## WHAT THIS TASK INVOLVES
Indicate how many lines in the listing below contain the word "self". No other output is permitted.

Content starts

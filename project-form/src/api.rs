use async_trait::async_trait;
use gloo_net::http::{Request, Response};
use serde::de::DeserializeOwned;
use shared_types::{ImportProjectQuery, Project, ProjectRequest};
use std::sync::OnceLock;

use crate::error::RequestFailure;

/// Get the API base URL based on current environment
/// - In development (localhost): use http://localhost:8757
/// - In production: use same origin (API serves static files)
fn get_api_base() -> String {
    let hostname = web_sys::window()
        .and_then(|w| w.location().hostname().ok())
        .unwrap_or_default();

    api_base_for_hostname(&hostname)
}

fn api_base_for_hostname(hostname: &str) -> String {
    if hostname == "localhost" || hostname == "127.0.0.1" {
        "http://localhost:8757".to_string()
    } else {
        String::new()
    }
}

/// Lazy-static equivalent for WASM - computed at first use
static API_BASE_CACHE: OnceLock<String> = OnceLock::new();

/// Get the cached API base URL
pub fn api_base() -> &'static str {
    API_BASE_CACHE.get_or_init(get_api_base).as_str()
}

async fn read_json<T: DeserializeOwned>(response: Response) -> Result<T, RequestFailure> {
    if !response.ok() {
        let status = response.status();
        let body = response.text().await.unwrap_or_default();
        return Err(RequestFailure::Status { status, body });
    }

    response
        .json()
        .await
        .map_err(|e| RequestFailure::Decode(e.to_string()))
}

fn encode_path_segment(value: &str) -> String {
    js_sys::encode_uri_component(value)
        .as_string()
        .unwrap_or_else(|| value.to_string())
}

// ============================================================================
// Project API Functions
// ============================================================================

pub async fn create_project(request: &ProjectRequest) -> Result<Project, RequestFailure> {
    let url = format!("{}/api/project", api_base());

    let response = Request::post(&url)
        .json(request)
        .map_err(|e| RequestFailure::Network(format!("Failed to serialize request: {e}")))?
        .send()
        .await
        .map_err(|e| RequestFailure::Network(e.to_string()))?;

    read_json(response).await
}

pub async fn update_project(
    project_id: &str,
    request: &ProjectRequest,
) -> Result<Project, RequestFailure> {
    let url = format!(
        "{}/api/project/{}",
        api_base(),
        encode_path_segment(project_id)
    );

    let response = Request::patch(&url)
        .json(request)
        .map_err(|e| RequestFailure::Network(format!("Failed to serialize request: {e}")))?
        .send()
        .await
        .map_err(|e| RequestFailure::Network(e.to_string()))?;

    read_json(response).await
}

pub async fn import_project(project_path: &str) -> Result<Project, RequestFailure> {
    let query = ImportProjectQuery {
        project_path: project_path.to_string(),
    };
    let url = format!("{}/api/import_project", api_base());

    let response = Request::post(&url)
        .query(query.query_pairs())
        .send()
        .await
        .map_err(|e| RequestFailure::Network(e.to_string()))?;

    read_json(response).await
}

pub async fn fetch_projects() -> Result<Vec<Project>, RequestFailure> {
    let url = format!("{}/api/projects", api_base());

    let response = Request::get(&url)
        .send()
        .await
        .map_err(|e| RequestFailure::Network(e.to_string()))?;

    read_json(response).await
}

// ============================================================================
// Seam used by the form state machine
// ============================================================================

/// Backend operations the project form depends on
#[async_trait(?Send)]
pub trait ProjectApi {
    async fn create_project(&self, request: &ProjectRequest) -> Result<Project, RequestFailure>;

    async fn update_project(
        &self,
        project_id: &str,
        request: &ProjectRequest,
    ) -> Result<Project, RequestFailure>;

    async fn import_project(&self, project_path: &str) -> Result<Project, RequestFailure>;

    /// Refresh the global project list
    async fn load_projects(&self) -> Result<(), RequestFailure>;
}

/// [`ProjectApi`] backed by the HTTP endpoints above
#[derive(Debug, Clone, Copy, Default)]
pub struct HttpProjectApi;

#[async_trait(?Send)]
impl ProjectApi for HttpProjectApi {
    async fn create_project(&self, request: &ProjectRequest) -> Result<Project, RequestFailure> {
        create_project(request).await
    }

    async fn update_project(
        &self,
        project_id: &str,
        request: &ProjectRequest,
    ) -> Result<Project, RequestFailure> {
        update_project(project_id, request).await
    }

    async fn import_project(&self, project_path: &str) -> Result<Project, RequestFailure> {
        import_project(project_path).await
    }

    async fn load_projects(&self) -> Result<(), RequestFailure> {
        crate::projects::load_projects().await
    }
}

Content ends

## SOLVED PROBLEM
8